Dr Ian “Gibbo” Gibson, the maverick and beloved local MP, quit in disgust after a party kangaroo court decreed that, because of his expenses, he could not stand for Labour in future. No one has heard from him since, though a shadowy group known as “Friends of Gibbo” claims that he backs Chris Thing.

Who knows? So, yesterday I found myself in Norwich with a Labour void, a Lib Dem with the wonderful name of April Pond and the Tory über-smooth wunderkind Chloë Smith. It is widely assumed that Chloë will win the vote tomorrow, overturning Labour’s 5,459 majority. Certainly the Tories have been pouring people in: I even ran into one MP at a service station yesterday on the A11. “Norwich bound!” he trilled at me over the unleaded pump. “We were all told to do four days!”

I was due to see Chloë later but, first, it was off to a printing plant to see the Lib Dem superstar Vince Cable and Ms Pond. Bizarrely, it wasn’t even in the constituency. All became clear when I heard April introduce the owner to Vince: “This is my brother, David.” It turns out that April has seven brothers and sisters.

She also has a moat. Yes, really. The water theme was hard to escape. It was raining on us as I asked April (surely her middle name should be Showers) Pond about her moat, which I have seen on Google Earth. April, 47, a local businesswoman, points out that hers is a good luck story. “I was born in a council house and grew up in one with my seven brothers and sisters. I lived part of my life in a caravan in a field.” A few moments later she added: “My brother started his life in a drawer in a caravan!”

Then it’s off to Aquaterra, an oil and gas engineering company that, as a novelty, was actually in the constituency. Chloë, aged 27, arrives with Ken Clarke, aged 69. They walk around the workshop, minding the generation gap, running out of things to say. Ken looks at a huge ring: “That looks like a very large screw,” he notes sagely.
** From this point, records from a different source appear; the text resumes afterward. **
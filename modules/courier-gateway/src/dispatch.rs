//! The dispatcher: routes decoded inbound events to the two state machines
//! by sender role and event kind, renders the typed replies, and sends them
//! back over the channel.

use std::collections::HashMap;
use std::sync::Arc;

use anyhow::Result;
use tokio::sync::Mutex;
use tracing::{debug, warn};

use botapi_client::BotApiClient;
use courier_common::{ChatId, Config, CountryCode, TargetSpec};
use courier_engine::{Broadcaster, RegistrationFlow, Reply};
use courier_store::{ParticipantStore, SessionStore};

use crate::render;
use crate::sender::ChannelSender;
use crate::update::{self, CallbackAction, Command, Inbound, Update};

pub struct AppState {
    pub config: Config,
    pub bot: Arc<BotApiClient>,
    pub participants: ParticipantStore,
    pub sessions: SessionStore,
    pub registration: RegistrationFlow<ParticipantStore, SessionStore, Arc<ChannelSender>>,
    pub broadcaster: Broadcaster<ParticipantStore, Arc<ChannelSender>, Arc<ChannelSender>>,
    /// Per-identity serialization: no two events for the same participant
    /// or operator are ever processed concurrently. Events for different
    /// identities proceed independently.
    pub identity_locks: Mutex<HashMap<ChatId, Arc<Mutex<()>>>>,
}

impl AppState {
    async fn identity_lock(&self, chat: ChatId) -> Arc<Mutex<()>> {
        self.identity_locks
            .lock()
            .await
            .entry(chat)
            .or_default()
            .clone()
    }

    fn is_operator(&self, id: ChatId) -> bool {
        self.config.is_operator(id)
    }

    async fn send_reply(&self, chat: ChatId, reply: &Reply) -> Result<()> {
        let rendered = render::render(reply);
        self.bot
            .send_message(chat.0, &rendered.text, rendered.keyboard)
            .await?;
        Ok(())
    }

    async fn send_text(&self, chat: ChatId, text: &str) -> Result<()> {
        self.bot.send_message(chat.0, text, None).await?;
        Ok(())
    }

    /// Any authenticated interaction refreshes last_active.
    async fn touch(&self, chat: ChatId) {
        if let Err(e) = self.participants.touch_last_active(chat).await {
            warn!(chat_id = %chat, error = %e, "Failed to refresh last_active");
        }
    }
}

pub async fn handle_update(state: &AppState, update: Update) -> Result<()> {
    let Some(event) = update::decode(update) else {
        return Ok(());
    };

    let chat = match &event {
        Inbound::Command { chat, .. }
        | Inbound::ContactShared { chat, .. }
        | Inbound::Callback { chat, .. }
        | Inbound::Content { chat, .. } => *chat,
    };
    let lock = state.identity_lock(chat).await;
    let _guard = lock.lock().await;

    match event {
        Inbound::Command {
            chat,
            command,
            display_name,
        } => handle_command(state, chat, command, &display_name).await,
        Inbound::ContactShared { chat, phone, name } => {
            let reply = state.registration.on_contact_credential(chat, &phone, &name).await?;
            state.send_reply(chat, &reply).await
        }
        Inbound::Callback {
            chat,
            callback_id,
            action,
        } => {
            // Acknowledge first so the client stops spinning; best-effort.
            if let Err(e) = state.bot.answer_callback_query(&callback_id).await {
                debug!(error = %e, "Failed to answer callback query");
            }
            handle_callback(state, chat, action).await
        }
        Inbound::Content { chat, payload } => {
            if state.is_operator(chat) {
                // Operator free-form input belongs to the broadcast flow
                // only while a job is active.
                match state.broadcaster.on_operator_message(chat, payload).await? {
                    Some(reply) => state.send_reply(chat, &reply).await,
                    None => Ok(()),
                }
            } else if state.participants.get(chat).await?.is_some() {
                state.touch(chat).await;
                Ok(())
            } else if state.sessions.get(chat).await?.is_some() {
                // Mid-registration input of the wrong shape: re-prompt the
                // current step.
                let reply = state.registration.on_unexpected_input(chat).await?;
                state.send_reply(chat, &reply).await
            } else {
                // Unsolicited content from an unknown identity.
                Ok(())
            }
        }
    }
}

async fn handle_command(
    state: &AppState,
    chat: ChatId,
    command: Command,
    display_name: &str,
) -> Result<()> {
    match command {
        Command::Start => {
            if state.is_operator(chat) {
                return state
                    .send_text(
                        chat,
                        &format!(
                            "👑 Welcome, {display_name}!\nUse /broadcast to message participants."
                        ),
                    )
                    .await;
            }
            let reply = state.registration.on_first_contact(chat, display_name).await?;
            if matches!(reply, Reply::AlreadyRegistered { .. }) {
                state.touch(chat).await;
            }
            state.send_reply(chat, &reply).await
        }
        Command::Cancel => {
            // Dual-purpose by role: operators cancel their broadcast job,
            // participants cancel their registration session.
            let reply = if state.is_operator(chat) {
                state.broadcaster.on_cancel(chat).await?
            } else {
                state.touch(chat).await;
                state.registration.on_cancel(chat).await?
            };
            state.send_reply(chat, &reply).await
        }
        Command::Broadcast => {
            let reply = state.broadcaster.on_operator_command(chat).await?;
            state.send_reply(chat, &reply).await
        }
    }
}

async fn handle_callback(state: &AppState, chat: ChatId, action: CallbackAction) -> Result<()> {
    match action {
        CallbackAction::Language(code) => {
            let reply = state.registration.on_language_choice(chat, &code).await?;
            state.send_reply(chat, &reply).await
        }
        CallbackAction::Country(code) => {
            let reply = state.registration.on_country_choice(chat, &code).await?;
            state.send_reply(chat, &reply).await
        }
        CallbackAction::TargetAll => {
            let reply = state
                .broadcaster
                .on_audience_selected(chat, TargetSpec::All)
                .await?;
            state.send_reply(chat, &reply).await
        }
        CallbackAction::TargetCountryMenu => {
            if !state.is_operator(chat) {
                return state.send_reply(chat, &Reply::Denied).await;
            }
            let keyboard = render::broadcast_country_keyboard();
            send_with_keyboard(state, chat, "🗺 Select the country to broadcast to:", keyboard)
                .await
        }
        CallbackAction::TargetCountry(code) => match CountryCode::from_code(&code) {
            Some(code) => {
                let reply = state
                    .broadcaster
                    .on_audience_selected(chat, TargetSpec::Country { code })
                    .await?;
                state.send_reply(chat, &reply).await
            }
            None => {
                // Keyboard-generated data should never carry unknown codes.
                debug!(code = %code, "Ignoring unknown broadcast country code");
                Ok(())
            }
        },
        CallbackAction::TargetSingle => {
            let reply = state.broadcaster.on_recipient_requested(chat).await?;
            state.send_reply(chat, &reply).await
        }
        CallbackAction::ConfirmBroadcast => {
            let reply = state.broadcaster.on_confirm(chat).await?;
            state.send_reply(chat, &reply).await
        }
        CallbackAction::CancelBroadcast => {
            let reply = state.broadcaster.on_cancel(chat).await?;
            state.send_reply(chat, &reply).await
        }
        CallbackAction::Stats => {
            if !state.is_operator(chat) {
                return state.send_reply(chat, &Reply::Denied).await;
            }
            let text = crate::panels::stats_panel(&state.participants).await?;
            state.send_text(chat, &text).await
        }
        CallbackAction::Recent => {
            if !state.is_operator(chat) {
                return state.send_reply(chat, &Reply::Denied).await;
            }
            let text = crate::panels::recent_panel(&state.participants).await?;
            state.send_text(chat, &text).await
        }
        CallbackAction::Unknown(data) => {
            debug!(data = %data, "Ignoring unknown callback data");
            Ok(())
        }
    }
}

async fn send_with_keyboard(
    state: &AppState,
    chat: ChatId,
    text: &str,
    keyboard: serde_json::Value,
) -> Result<()> {
    state.bot.send_message(chat.0, text, Some(keyboard)).await?;
    Ok(())
}
/// Result type alias for Bot API calls.
pub type Result<T> = std::result::Result<T, BotApiError>;

#[derive(Debug, thiserror::Error)]
pub enum BotApiError {
    #[error("Bot API error {status}: {message}")]
    Api { status: u16, message: String },

    #[error("HTTP error: {0}")]
    Http(#[from] reqwest::Error),
}
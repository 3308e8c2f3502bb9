//! Recording test doubles for the sender/notifier/monitor seams.

use std::collections::HashSet;
use std::sync::Mutex;

use async_trait::async_trait;

use courier_common::{ChatId, MessagePayload, Participant};

use crate::report::DeliveryProgress;
use crate::traits::{BroadcastMonitor, MessageSender, OperatorNotifier, SendFailure};

/// MessageSender that records every delivery and fails for a scripted set
/// of recipients.
#[derive(Default)]
pub struct RecordingSender {
    fail_for: HashSet<ChatId>,
    sent: Mutex<Vec<(ChatId, MessagePayload)>>,
}

impl RecordingSender {
    pub fn new() -> Self {
        Self::default()
    }

    pub fn failing_for(ids: impl IntoIterator<Item = ChatId>) -> Self {
        Self {
            fail_for: ids.into_iter().collect(),
            sent: Mutex::new(Vec::new()),
        }
    }

    /// Deliveries attempted and accepted, in order.
    pub fn sent(&self) -> Vec<(ChatId, MessagePayload)> {
        self.sent.lock().unwrap().clone()
    }
}

#[async_trait]
impl MessageSender for RecordingSender {
    async fn send(&self, recipient: ChatId, payload: &MessagePayload) -> Result<(), SendFailure> {
        if self.fail_for.contains(&recipient) {
            return Err(SendFailure::new("recipient unreachable"));
        }
        self.sent.lock().unwrap().push((recipient, payload.clone()));
        Ok(())
    }
}

/// OperatorNotifier that records notices and fails for a scripted set of
/// operators.
#[derive(Default)]
pub struct RecordingNotifier {
    fail_for: HashSet<ChatId>,
    notices: Mutex<Vec<(ChatId, Participant)>>,
}

impl RecordingNotifier {
    pub fn new() -> Self {
        Self::default()
    }

    pub fn failing_for(ids: impl IntoIterator<Item = ChatId>) -> Self {
        Self {
            fail_for: ids.into_iter().collect(),
            notices: Mutex::new(Vec::new()),
        }
    }

    pub fn notices(&self) -> Vec<(ChatId, Participant)> {
        self.notices.lock().unwrap().clone()
    }
}

#[async_trait]
impl OperatorNotifier for RecordingNotifier {
    async fn notify(&self, operator: ChatId, participant: &Participant) -> Result<(), SendFailure> {
        if self.fail_for.contains(&operator) {
            return Err(SendFailure::new("operator unreachable"));
        }
        self.notices
            .lock()
            .unwrap()
            .push((operator, participant.clone()));
        Ok(())
    }
}

/// BroadcastMonitor that records every progress event.
#[derive(Default)]
pub struct RecordingMonitor {
    events: Mutex<Vec<(ChatId, DeliveryProgress)>>,
}

impl RecordingMonitor {
    pub fn new() -> Self {
        Self::default()
    }

    pub fn events(&self) -> Vec<(ChatId, DeliveryProgress)> {
        self.events.lock().unwrap().clone()
    }
}

#[async_trait]
impl BroadcastMonitor for RecordingMonitor {
    async fn on_progress(&self, operator: ChatId, progress: &DeliveryProgress) {
        self.events.lock().unwrap().push((operator, *progress));
    }
}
If Chloë wins, she would be the youngest MP and the only Chloë in the Commons. I find her depressingly machine-like already: smooth, safe, serious. “I am standing as a very clean candidate,” she says, looking squeakily so. “I am a fresh face.”

Well, up to a point. She is a “business consultant” but, for the past year she has been working for the Tories in Westminster. “I’ve never tried to hide that,” she says, her voice as smooth as a pebble in a fast-running stream.